Rate alart? - China may sell U.S. bonds

Discussion in 'Wall St. News' started by isaac000, Mar 12, 2007.

  1. http://www.chicagotribune.com/business/chi-0703100152mar10,0,4916055.story?coll=chi-business-hed

    China may sell U.S. bonds
    Move to diversify could raise rates

    By William Sluis
    Tribune staff reporter
    Published March 10, 2007

    In a move that speaks to China's growing significance in the global economy, its government said Friday it will look for more aggressive ways to invest sizable portions of its massive $1 trillion currency reserves.

    The new Chinese pool of money, expected to total $200 billion to $300 billion, would instantly create one of the world's most powerful investment funds, analysts said.

    With much of China's $1 trillion in reserves currently invested in ultrasafe U.S. Treasury debt, a significant shift out of the American bond market could have an impact on American consumers. Interest rates would rise, making it more expensive to borrow money for a home mortgage or car loan or to pay credit card debt.

    Chinese officials said they planned to form a government investment firm to manage some of its holdings, an indication that China has tired of earning small and predictable returns and wants to look elsewhere.

    "It's entirely possible that they are ready to diversify their investment portfolio," said economist John Silvia of Wachovia Corp., who predicts that any changes would not come quickly.

    The Chinese have been threatening for several years to look in new places for safeguarding their ample reserves.

    For Americans, "this will be a challenge, no doubt about it," Silvia said. "It likely will mean higher mortgage rates and a weaker dollar. But these effects could take 5 or 10 years to be fully felt."

    Huge holdings of Treasury bonds by both China and Japan have been taken for granted by Americans for the last decade. Their involvement in debt markets has helped to hold down long-term interest rates, especially for mortgages.

    While some analysts viewed the Chinese announcement with alarm, Chicago economist William Hummer said Americans should welcome the move.

    "Our government has been demanding for months that the Chinese take steps to boost their currency, which is too cheap and is creating inflation," said Hummer, of Wayne Hummer Investments.

    He said diversification of Chinese assets around the globe will do little harm here. If the dollar weakens a bit against the Chinese yuan, so much the better, Hummer said. It might slow the torrent of goods coming into this country, making American factories more competitive.

    "Moving this huge reserve of currency elsewhere around the globe will be good for world financial markets, without doing any meaningful harm in this country," he said.

    China's currency reserves are the world's largest, and they continue to grow rapidly because the country has an enormous trade surplus.

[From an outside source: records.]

//! Notifications delivered to the embedding view

use pageview_render::RenderFailure;

/// Something the view should react to
#[derive(Debug, Clone, PartialEq)]
pub enum ViewerEvent {
    /// The document is open and laid out
    LoadComplete { pages: usize },
    /// A tile or thumbnail landed in the cache; the view should redraw
    TileReady { page: usize, thumbnail: bool },
    /// A page could not be rendered
    PageError(RenderFailure),
    /// Text of a page, `Ok(None)` when the page has no characters
    TextExtracted {
        page: usize,
        text: Result<Option<String>, RenderFailure>,
    },
}

/// Scroll positions of a page jump along the scroll axis
///
/// For an animated jump the session does not move; the view animates from
/// `from` to `to` through [`scroll_to`](crate::DocumentSession::scroll_to).
#[derive(Debug, Clone, Copy, PartialEq)]
pub struct JumpTarget {
    pub page: usize,
    pub from: f32,
    pub to: f32,
    pub animated: bool,
}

If the reserves continue to expand at a rapid rate the money placed in the new investment fund might be replaced without a need to sell American holdings.

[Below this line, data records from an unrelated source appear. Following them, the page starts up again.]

//! Fit policies and the page size calculator
//!
//! All derived extents are floored so that neighbouring pages never overlap
//! by a fractional pixel.

use crate::size::{PageSize, ScaledSize};
use serde::{Deserialize, Serialize};

/// How a page is scaled into the viewport
#[derive(Debug, Clone, Copy, PartialEq, Eq, Default, Serialize, Deserialize)]
#[serde(rename_all = "lowercase")]
pub enum FitPolicy {
    /// Page width matches the viewport width
    #[default]
    Width,
    /// Page height matches the viewport height
    Height,
    /// Page is fully contained in the viewport
    Both,
}

impl std::str::FromStr for FitPolicy {
    type Err = String;

    fn from_str(s: &str) -> Result<Self, Self::Err> {
        match s.trim().to_ascii_lowercase().as_str() {
            "width" => Ok(FitPolicy::Width),
            "height" => Ok(FitPolicy::Height),
            "both" => Ok(FitPolicy::Both),
            other => Err(format!("unknown fit policy: {}", other)),
        }
    }
}

/// Scale `page` so its width equals `max_width`
///
/// Returns [`ScaledSize::ZERO`] for degenerate pages.
pub fn fit_width(page: PageSize, max_width: f32) -> ScaledSize {
    if page.is_degenerate() {
        return ScaledSize::ZERO;
    }
    let ratio = page.aspect();
    ScaledSize::new(max_width, (max_width / ratio).floor())
}

/// Scale `page` so its height equals `max_height`
pub fn fit_height(page: PageSize, max_height: f32) -> ScaledSize {
    if page.is_degenerate() {
        return ScaledSize::ZERO;
    }
    let ratio = page.height / page.width;
    ScaledSize::new((max_height / ratio).floor(), max_height)
}

/// Scale `page` to fit inside `max_width` x `max_height`
///
/// Fits the width first and falls back to fitting the height when the
/// result would overflow vertically.
pub fn fit_both(page: PageSize, max_width: f32, max_height: f32) -> ScaledSize {
    if page.is_degenerate() {
        return ScaledSize::ZERO;
    }
    let ratio = page.aspect();
    let height = (max_width / ratio).floor();
    if height > max_height {
        ScaledSize::new((max_height * ratio).floor(), max_height)
    } else {
        ScaledSize::new(max_width, height)
    }
}

fn ratio_of(scaled: f32, original: f32) -> f32 {
    if original > 0.0 {
        scaled / original
    } else {
        0.0
    }
}

/// Derives on-screen page sizes for one viewport
///
/// Unless every page is fitted independently, a single scale is derived from
/// the widest and tallest pages and applied to all of them, so the document
/// reads as one continuous strip.
#[derive(Debug, Clone)]
pub struct PageLayoutCalculator {
    policy: FitPolicy,
    viewport: ScaledSize,
    fit_each_page: bool,
    optimal_max_width_page: ScaledSize,
    optimal_max_height_page: ScaledSize,
    width_ratio: f32,
    height_ratio: f32,
}

impl PageLayoutCalculator {
    /// Create a calculator
    ///
    /// # Arguments
    ///
    /// * `policy` - Fit policy
    /// * `max_width_page` - Intrinsic size of the widest page
    /// * `max_height_page` - Intrinsic size of the tallest page
    /// * `viewport` - Viewport size in pixels
    /// * `fit_each_page` - Fit every page to the viewport on its own
    pub fn new(
        policy: FitPolicy,
        max_width_page: PageSize,
        max_height_page: PageSize,
        viewport: ScaledSize,
        fit_each_page: bool,
    ) -> Self {
        let mut calculator = Self {
            policy,
            viewport,
            fit_each_page,
            optimal_max_width_page: ScaledSize::ZERO,
            optimal_max_height_page: ScaledSize::ZERO,
            width_ratio: 0.0,
            height_ratio: 0.0,
        };
        calculator.derive_max_pages(max_width_page, max_height_page);
        calculator
    }

    fn derive_max_pages(&mut self, max_width_page: PageSize, max_height_page: PageSize) {
        let viewport = self.viewport;
        match self.policy {
            FitPolicy::Height => {
                self.optimal_max_height_page = fit_height(max_height_page, viewport.height);
                self.height_ratio =
                    ratio_of(self.optimal_max_height_page.height, max_height_page.height);
                self.optimal_max_width_page =
                    fit_height(max_width_page, max_width_page.height * self.height_ratio);
            }
            FitPolicy::Both => {
                let local_max_width = fit_both(max_width_page, viewport.width, viewport.height);
                let local_width_ratio = ratio_of(local_max_width.width, max_width_page.width);
                self.optimal_max_height_page = fit_both(
                    max_height_page,
                    max_height_page.width * local_width_ratio,
                    viewport.height,
                );
                self.height_ratio =
                    ratio_of(self.optimal_max_height_page.height, max_height_page.height);
                self.optimal_max_width_page = fit_both(
                    max_width_page,
                    viewport.width,
                    max_width_page.height * self.height_ratio,
                );
                self.width_ratio =
                    ratio_of(self.optimal_max_width_page.width, max_width_page.width);
            }
            FitPolicy::Width => {
                self.optimal_max_width_page = fit_width(max_width_page, viewport.width);
                self.width_ratio =
                    ratio_of(self.optimal_max_width_page.width, max_width_page.width);
                self.optimal_max_height_page =
                    fit_width(max_height_page, max_height_page.width * self.width_ratio);
            }
        }
    }

    /// Scaled size of one page
    pub fn calculate(&self, page: PageSize) -> ScaledSize {
        if page.is_degenerate() {
            return ScaledSize::ZERO;
        }
        let (max_width, max_height) = if self.fit_each_page {
            (self.viewport.width, self.viewport.height)
        } else {
            (page.width * self.width_ratio, page.height * self.height_ratio)
        };
        match self.policy {
            FitPolicy::Width => fit_width(page, max_width),
            FitPolicy::Height => fit_height(page, max_height),
            FitPolicy::Both => fit_both(page, max_width, max_height),
        }
    }

    /// Scaled size of the widest page
    pub fn optimal_max_width_page(&self) -> ScaledSize {
        self.optimal_max_width_page
    }

    /// Scaled size of the tallest page
    pub fn optimal_max_height_page(&self) -> ScaledSize {
        self.optimal_max_height_page
    }

    pub fn policy(&self) -> FitPolicy {
        self.policy
    }
}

    Describing the new agency as the State Foreign Exchange Investment Co., China said it will place hundreds of billions of dollars in "strategic assets," namely mines, oil fields and entire companies around the globe.

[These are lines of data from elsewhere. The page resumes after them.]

impl<E: RasterEngine + 'static> DocumentSession<E> {
    /// Open a document in a viewport of `width` x `height` pixels
    ///
    /// Lays the pages out, starts the render worker, queues
    /// [`ViewerEvent::LoadComplete`] and jumps to the configured default
    /// page.
    pub fn open(engine: E, config: ViewerConfig, width: f32, height: f32) -> SessionResult<Self> {
        config.validate()?;

        let count = engine.page_count();
        if count == 0 {
            return Err(SessionError::EmptyDocument);
        }
        let order: Vec<usize> = match &config.user_pages {
            Some(pages) => {
                if pages.is_empty() {
                    return Err(SessionError::EmptyDocument);
                }
                if let Some(&bad) = pages.iter().find(|&&p| p >= count) {
                    return Err(SessionError::InvalidPage(bad));
                }
                pages.clone()
            }
            None => (0..count).collect(),
        };
        let sizes = order
            .iter()
            .map(|&page| engine.page_size(page))
            .collect::<Result<Vec<PageSize>, _>>()?;
        let metadata = engine.metadata();
        let bookmarks = engine.bookmarks();

        let mut layout =
            DocumentLayout::new(sizes, config.layout_options(), config.user_pages.clone());
        layout.recompute(ScaledSize::new(width, height));

        let (worker, results) =
            RenderWorker::spawn(Arc::new(Mutex::new(engine)), config.worker_options())
                .map_err(SessionError::WorkerSpawn)?;
        worker.start();

        let pages = layout.pages_count();
        let mut session = Self {
            cache: TileCache::new(config.cache),
            scheduler: VisibleRangeScheduler::new(config.scheduler),
            color_scheme: config.color_scheme,
            viewport: ViewportState::new(width, height).with_zoom(config.min_zoom),
            config,
            layout,
            worker,
            results,
            search_query: String::new(),
            metadata,
            bookmarks,
            pending: VecDeque::new(),
            closed: false,
            engine: PhantomData,
        };
        log::info!("opened document with {} page(s)", pages);
        session.pending.push_back(ViewerEvent::LoadComplete { pages });

        let default_page = session.config.default_page;
        session.jump_to(default_page, false);
        Ok(session)
    }

    /// Close the session and open `engine` in its place with the same
    /// configuration and viewport
    pub fn reload(&mut self, engine: E) -> SessionResult<()> {
        self.close();
        let config = self.config.clone();
        *self = Self::open(engine, config, self.viewport.width, self.viewport.height)?;
        Ok(())
    }

    /// Stop rendering and drop every cached bitmap
    ///
    /// Queued results are discarded. Further controls are no-ops.
    pub fn close(&mut self) {
        if self.closed {
            return;
        }
        self.closed = true;
        self.worker.stop();
        self.cache.clear();
        self.worker.shutdown();
        while self.results.try_recv().is_ok() {}
        self.pending.clear();
        log::info!("document session closed");
    }

    pub fn is_closed(&self) -> bool {
        self.closed
    }

    /// Collect everything the worker delivered since the last call
    ///
    /// Rendered tiles are inserted into the cache here, so a
    /// [`ViewerEvent::TileReady`] always refers to a tile that can be drawn.
    pub fn poll_events(&mut self) -> Vec<ViewerEvent> {
        if self.closed {
            return Vec::new();
        }
        let mut events: Vec<ViewerEvent> = self.pending.drain(..).collect();
        loop {
            match self.results.try_recv() {
                Ok(event) => events.extend(self.handle_worker_event(event)),
                Err(TryRecvError::Empty) => break,
                Err(TryRecvError::Disconnected) => {
                    log::warn!("render worker disconnected");
                    break;
                }
            }
        }
        events
    }

    fn handle_worker_event(&mut self, event: WorkerEvent) -> Option<ViewerEvent> {
        match event {
            WorkerEvent::TileRendered(tile) => {
                let page = tile.page();
                let thumbnail = tile.is_thumbnail();
                if thumbnail {
                    if !self.cache.insert_thumbnail(tile) {
                        return None;
                    }
                } else {
                    self.cache.insert(tile);
                }
                Some(ViewerEvent::TileReady { page, thumbnail })
            }
            WorkerEvent::PageFailed(failure) => {
                log::warn!("page {} failed: {}", failure.page, failure.message);
                Some(ViewerEvent::PageError(failure))
            }
            WorkerEvent::TextExtracted { page, text } => {
                Some(ViewerEvent::TextExtracted { page, text: Ok(text) })
            }
            WorkerEvent::TextFailed(failure) => Some(ViewerEvent::TextExtracted {
                page: failure.page,
                text: Err(failure),
            }),
        }
    }

    /// The viewport changed size; keeps the point at its center in place
    pub fn resize(&mut self, width: f32, height: f32) {
        if self.closed {
            return;
        }
        let zoom = self.viewport.zoom;
        let (old_width, old_height) = self.content_size(zoom);
        let center_x = relative(self.viewport.scroll_x + self.viewport.width / 2.0, old_width);
        let center_y = relative(self.viewport.scroll_y + self.viewport.height / 2.0, old_height);

        self.viewport.width = width;
        self.viewport.height = height;
        self.layout.recompute(ScaledSize::new(width, height));

        let (new_width, new_height) = self.content_size(zoom);
        self.move_to(
            center_x * new_width - width / 2.0,
            center_y * new_height - height / 2.0,
        );
    }

    /// Scroll to absolute offsets in zoomed document pixels
    pub fn scroll_to(&mut self, x: f32, y: f32) {
        self.move_to(x, y);
    }

    pub fn scroll_by(&mut self, dx: f32, dy: f32) {
        self.move_to(self.viewport.scroll_x + dx, self.viewport.scroll_y + dy);
    }

    /// Scroll along the scroll axis only, keeping the cross offset
    pub fn scroll_axis_to(&mut self, offset: f32) {
        match self.layout.axis() {
            ScrollAxis::Vertical => self.move_to(self.viewport.scroll_x, offset),
            ScrollAxis::Horizontal => self.move_to(offset, self.viewport.scroll_y),
        }
    }

    /// Change the zoom level, keeping the scroll offsets
    pub fn zoom_to(&mut self, zoom: f32) {
        if self.closed {
            return;
        }
        self.viewport.zoom = self.config.clamp_zoom(zoom);
        self.move_to(self.viewport.scroll_x, self.viewport.scroll_y);
    }

    /// Change the zoom level, keeping the document point under `pivot`
    /// (viewport pixels) in place
    pub fn zoom_centered(&mut self, zoom: f32, pivot_x: f32, pivot_y: f32) {
        if self.closed {
            return;
        }
        let zoom = self.config.clamp_zoom(zoom);
        let factor = zoom / self.viewport.zoom;
        let x = (self.viewport.scroll_x + pivot_x) * factor - pivot_x;
        let y = (self.viewport.scroll_y + pivot_y) * factor - pivot_y;
        self.viewport.zoom = zoom;
        self.move_to(x, y);
    }

    pub fn reset_zoom(&mut self) {
        self.zoom_to(self.config.min_zoom);
    }

    pub fn zoom(&self) -> f32 {
        self.viewport.zoom
    }

    /// Next step of the min, mid, max zoom cycle
    pub fn next_zoom_level(&self) -> f32 {
        let zoom = self.viewport.zoom;
        if zoom < self.config.mid_zoom {
            self.config.mid_zoom
        } else if zoom < self.config.max_zoom {
            self.config.max_zoom
        } else {
            self.config.min_zoom
        }
    }

    pub fn is_zooming(&self) -> bool {
        self.viewport.zoom != self.config.min_zoom
    }

    /// Highlight `query` in every tile rendered from now on
    ///
    /// Tiles are keyed by query, so the next pass requests highlighted
    /// copies while the plain ones age out of the cache.
    pub fn set_search_query(&mut self, query: &str) {
        if self.closed || self.search_query == query {
            return;
        }
        self.search_query = query.to_string();
        self.schedule();
    }

    pub fn search_query(&self) -> &str {
        &self.search_query
    }

    /// Replace the color scheme; cached bitmaps are dropped and re-rendered
    pub fn override_color_scheme(&mut self, scheme: Option<ColorScheme>) {
        if self.closed || self.color_scheme == scheme {
            return;
        }
        self.color_scheme = scheme;
        self.cache.clear();
        self.schedule();
    }

    pub fn color_scheme(&self) -> Option<ColorScheme> {
        self.color_scheme
    }

    /// Jump to the start of a user page, clamped to the document
    ///
    /// A non-animated jump moves immediately. An animated one only reports
    /// the offsets to animate between.
    pub fn jump_to(&mut self, page: usize, animated: bool) -> JumpTarget {
        let page = self.layout.valid_page_from(page);
        let zoom = self.viewport.zoom;
        let axis = self.layout.axis();
        let target = if page == 0 {
            0.0
        } else {
            self.layout.page_offset(page, zoom)
        };
        let (content, extent) = self.primary_content_and_extent();
        let jump = JumpTarget {
            page,
            from: self.viewport.primary_scroll(axis),
            to: clamp_axis(target, content, extent),
            animated,
        };
        if !animated {
            self.scroll_axis_to(jump.to);
        }
        jump
    }

    /// Scroll progress through the document, from 0 to 1
    pub fn position_offset(&self) -> f32 {
        let (content, extent) = self.primary_content_and_extent();
        let range = content - extent;
        if range <= 0.0 {
            return 0.0;
        }
        (self.viewport.primary_scroll(self.layout.axis()) / range).clamp(0.0, 1.0)
    }

    pub fn set_position_offset(&mut self, progress: f32) {
        let (content, extent) = self.primary_content_and_extent();
        let range = (content - extent).max(0.0);
        self.scroll_axis_to(progress.clamp(0.0, 1.0) * range);
    }

    /// User page at the middle of the viewport
    pub fn current_page(&self) -> usize {
        let axis = self.layout.axis();
        let scroll = self.viewport.primary_scroll(axis);
        let (content, extent) = self.primary_content_and_extent();
        let last = self.layout.pages_count().saturating_sub(1);

        if scroll < 1.0 {
            0
        } else if content > extent && scroll >= content - extent - 1.0 {
            last
        } else {
            self.layout
                .page_at_offset(scroll + extent / 2.0, self.viewport.zoom)
                .min(last)
        }
    }

    /// Queue text extraction for user pages
    ///
    /// Every page is checked before anything is queued. Results arrive as
    /// [`ViewerEvent::TextExtracted`].
    pub fn extract_text(&mut self, pages: &[usize]) -> SessionResult<()> {
        let mut jobs = Vec::with_capacity(pages.len());
        for &page in pages {
            let document_page = self
                .layout
                .document_page(page)
                .ok_or(SessionError::InvalidPage(page))?;
            jobs.push((page, document_page));
        }
        if self.closed {
            return Ok(());
        }
        for (page, document_page) in jobs {
            self.worker.extract_text(page, document_page);
        }
        Ok(())
    }

    /// Cached page tiles in draw order
    pub fn page_tiles(&self) -> Vec<Arc<Tile>> {
        self.cache.page_tiles()
    }

    /// Cached thumbnails, oldest first
    pub fn thumbnails(&self) -> Vec<Arc<Tile>> {
        self.cache.thumbnails()
    }

    pub fn cache_stats(&self) -> CacheStats {
        self.cache.stats()
    }

    pub fn layout(&self) -> &DocumentLayout {
        &self.layout
    }

    pub fn viewport(&self) -> &ViewportState {
        &self.viewport
    }

    pub fn config(&self) -> &ViewerConfig {
        &self.config
    }

    pub fn pages_count(&self) -> usize {
        self.layout.pages_count()
    }

    pub fn metadata(&self) -> &DocumentMeta {
        &self.metadata
    }

    pub fn bookmarks(&self) -> &[Bookmark] {
        &self.bookmarks
    }

    /// Move to the given offsets, clamped to the document, and reschedule
    ///
    /// Content narrower than the viewport on an axis is centered on it.
    fn move_to(&mut self, x: f32, y: f32) {
        if self.closed {
            return;
        }
        let (width, height) = self.content_size(self.viewport.zoom);
        self.viewport.scroll_x = clamp_axis(x, width, self.viewport.width);
        self.viewport.scroll_y = clamp_axis(y, height, self.viewport.height);
        self.schedule();
    }

    /// Zoomed content extent as (width, height)
    fn content_size(&self, zoom: f32) -> (f32, f32) {
        let length = self.layout.document_length(zoom);
        match self.layout.axis() {
            ScrollAxis::Vertical => (self.layout.max_page_width() * zoom, length),
            ScrollAxis::Horizontal => (length, self.layout.max_page_height() * zoom),
        }
    }

    fn primary_content_and_extent(&self) -> (f32, f32) {
        let axis = self.layout.axis();
        (
            self.layout.document_length(self.viewport.zoom),
            self.viewport.primary_extent(axis),
        )
    }

    fn request_context(&self) -> RequestContext {
        let mut appearance = self.config.appearance();
        appearance.color_scheme = self.color_scheme;
        RequestContext {
            search_query: self.search_query.clone(),
            best_quality: self.config.best_quality,
            annotation_rendering: self.config.annotation_rendering,
            appearance,
        }
    }

    fn schedule(&mut self) {
        if self.closed {
            return;
        }
        let context = self.request_context();
        let plan = self
            .scheduler
            .schedule(&self.layout, &self.viewport, &self.cache, &context);
        for request in plan.requests {
            self.worker.submit(request);
        }
    }
}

    The government of Singapore has a similar investment vehicle, known as Temasek Holdings, which manages about $84 billion in assets, and which Chinese officials cited as a model.

    "Unlike other governments that hold their reserves in gold or the currencies of other countries, this announcement indicates the Chinese may decide to buy stocks in companies or commodities," said Chicago investment manager Marshall Front.

    Wherever they place their money, he said, they will act slowly. "The Chinese will move at a measured pace because they certainly wouldn't want to disrupt their big investments in this country," said Front, of Front Barnett Associates. "Any rapid or concerted selling could diminish the value of those holdings."

    One reason the Chinese must move slowly is that "the United States is their top market. Stability is their No. 1 goal," said Todd Lee, head of the Greater China Group at Global Insight in Lexington, Mass.

    Over the past 21 months the Chinese have allowed their currency to decline by about 7 percent against the dollar, partly to satisfy U.S. demands, he said.

    "They have begun to move a bit faster in strengthening the yuan, but they don't want to create any ripples," Lee said.

    Less than two weeks ago a steep sell-off in Chinese stocks triggered a global sell-off in equities, including a brief 540-point drop in the Dow Jones industrial average. Global markets still are recovering from that setback.

    In 2005 a Chinese firm tried to acquire a major U.S. oil company, Unocal Corp., but was unsuccessful. At the time members of Congress expressed concerns that the loss of such a strategic resource could be dangerous.